# Over the River and Through the Wood - Thanksgiving song



## Hazel (Oct 23, 2010)

Can someone please tell me when and how "Over the River and Through the Wood" became a Christmas song? In my school days, it was a Thanksgiving song. The second stanza even mentions Thanksgiving. Before that it was a poem by Julia Marie Childs - a Thanksgiving poem. It says " 'tis Thanksgiving Day". Sometime when my back was turned it lost the Thanksgiving stanza and gained Christmas greetings. When did this happen? Who did it? 

Thanks.


----------



## Huilunsoittaja (Apr 6, 2010)

I've always viewed Over the River as a Thanksgiving Song. Are you talking about Jingle Bells? that was originally associated with Thanksgiving...


----------



## Taggart (Feb 14, 2013)

Wiki suggests that it can be "adapted" for Christmas.


----------



## Hazel (Oct 23, 2010)

Huilunsoittaja said:


> I've always viewed Over the River as a Thanksgiving Song. Are you talking about Jingle Bells? that was originally associated with Thanksgiving...


No, I am talking about "Over the River and Through the Wood". Yesterday, in trying to find a video of it, every one that I found was a combination of part "Over the River" and part "Merry Christmas" or "Jingle Bells" with no mention of Thanksgiving. I asked a friend. She said she grew up with it as a Christmas song and never heard it as a Thanksgiving song. Wiki, of course, and other sites, explain it as a Thanksgiving poem and then song but I found no one singing it that way. My conclusion was that, somewhere along the line, it became a Christmas song. I just wondered when and where. Thought someone might know.
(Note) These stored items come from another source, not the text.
//! # rawkit
//!
//! Blocking client for the registration surface of a RAW query executor.
//!
//! This crate provides:
//! - The [`Backend`] trait: list, register, create and delete calls for
//!   buckets, relational databases, views and packages
//! - [`HttpBackend`]: JSON over HTTP against the executor and the
//!   credentials service
//! - [`MemoryBackend`]: an in-memory recording backend for tests
//! - Categorized errors so callers can tell "unreachable" from "refused"
//!
//! ## Example
//!
//! ```no_run
//! use rawkit::{Backend, HttpBackend, HttpConfig};
//!
//! let backend = HttpBackend::new(&HttpConfig::default())?;
//! for name in backend.list_packages()? {
//!     println!("package: {name}");
//! }
//! backend.create_view("recent_sales", "select * from sales where year > 2020")?;
//! # Ok::<(), rawkit::Error>(())
//! ```

#![warn(missing_docs)]
#![warn(clippy::all)]

pub mod backend;
pub mod error;
pub mod types;

pub use backend::Backend;
pub use backend::http::{HttpBackend, HttpConfig};
pub use backend::memory::{Call, Failure, MemoryBackend};
pub use error::{Error, ErrorCategory, Result};
pub use types::{BucketRegistration, RdbmsConnection, RdbmsKind};
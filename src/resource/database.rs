//! Relational database connection resource

use anyhow::{Result, bail};
use declarative::{ApplyContext, Resource};
use rawkit::{Backend, RdbmsConnection, RdbmsKind};

use super::Target;
use crate::definitions::{DatabaseDefinition, EngineType};
use crate::engine::Kind;

/// A database connection to register, dispatched by engine
#[derive(Debug, Clone)]
pub struct DatabaseResource {
    pub def: DatabaseDefinition,
}

impl DatabaseResource {
    pub fn new(def: DatabaseDefinition) -> Self {
        Self { def }
    }
}

/// Call the engine-specific registration entry point
fn register(
    backend: &dyn Backend,
    kind: RdbmsKind,
    name: &str,
    conn: &RdbmsConnection,
) -> rawkit::Result<()> {
    match kind {
        RdbmsKind::Postgresql => backend.register_postgresql(name, conn),
        RdbmsKind::Sqlserver => backend.register_sqlserver(name, conn),
        RdbmsKind::Oracle => backend.register_oracle(name, conn),
        RdbmsKind::Mysql => backend.register_mysql(name, conn),
    }
}

impl Resource<Target> for DatabaseResource {
    fn id(&self) -> String {
        self.def.name.clone()
    }

    fn description(&self) -> String {
        match (&self.def.engine, self.def.connection()) {
            (Some(engine), Some(conn)) => format!(
                "Register {engine} database {} ({}:{}/{})",
                self.def.name, conn.host, conn.port, conn.database
            ),
            _ => format!("Register database {} (incomplete)", self.def.name),
        }
    }

    fn resource_type(&self) -> &'static str {
        Kind::Database.as_str()
    }

    fn unsupported(&self) -> Option<String> {
        self.def.skip_reason()
    }

    fn create(&self, ctx: &mut ApplyContext<'_, Target>) -> Result<()> {
        let (Some(EngineType::Supported(kind)), Some(conn)) =
            (&self.def.engine, self.def.connection())
        else {
            bail!(
                "database '{}' cannot be registered: {}",
                self.def.name,
                self.def.skip_reason().unwrap_or_default()
            );
        };
        log::info!("registering {kind} database {}", self.def.name);
        register(ctx.target, *kind, &self.def.name, &conn)?;
        Ok(())
    }
}
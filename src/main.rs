mod cli;
mod commands;
mod config;
mod definitions;
mod engine;
mod paths;
mod resource;
mod ui;

use anyhow::Result;
use clap::{CommandFactory, Parser};
use clap_complete::generate;
use cli::{Cli, Command};
use std::io;
use std::path::PathBuf;

/// Global context for the application
pub struct Context {
    pub verbose: u8,
    pub quiet: bool,
    pub config: Option<PathBuf>,
}

fn main() -> Result<()> {
    let cli = Cli::parse();

    // Initialize logging based on verbosity
    let log_level = match cli.verbose {
        0 => log::LevelFilter::Warn,
        1 => log::LevelFilter::Info,
        2 => log::LevelFilter::Debug,
        _ => log::LevelFilter::Trace,
    };

    env_logger::Builder::new()
        .filter_level(if cli.quiet {
            log::LevelFilter::Error
        } else {
            log_level
        })
        .format_timestamp(None)
        .init();

    let ctx = Context {
        verbose: cli.verbose,
        quiet: cli.quiet,
        config: cli.config,
    };
    log::trace!("verbosity {}", ctx.verbose);

    match cli.command {
        Command::Apply(args) => commands::apply::run(&ctx, args),
        Command::Diff(args) => commands::diff::run(&ctx, args),
        Command::Check(args) => commands::check::run(&ctx, args),
        Command::Completions { shell } => {
            let mut cmd = Cli::command();
            generate(shell, &mut cmd, "rawinit", &mut io::stdout());
            Ok(())
        }
    }
}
All of my old traditions are being washed away! :-(


----------



## Huilunsoittaja (Apr 6, 2010)

Hazel said:


> No, I am talking about "Over the River and Through the Wood". Yesterday, in trying to find a video of it, every one that I found was a combination of part "Over the River" and part "Merry Christmas" or "Jingle Bells" with no mention of Thanksgiving. I asked a friend. She said she grew up with it as a Christmas song and never heard it as a Thanksgiving song. Wiki, of course, and other sites, explain it as a Thanksgiving poem and then song but I found no one singing it that way. My conclusion was that, somewhere along the line, it became a Christmas song. I just wondered when and where. Thought someone might know.
> 
> All of my old traditions are being washed away! :-(


Luckily when in my elementary school we did our Thanksgiving play in kindergarten, we sang Over the River, so I've never known it used otherwise.


----------



## Lunasong (Mar 15, 2011)

Secular Christmas is swallowing everything...even your traditional Thanksgiving song.


----------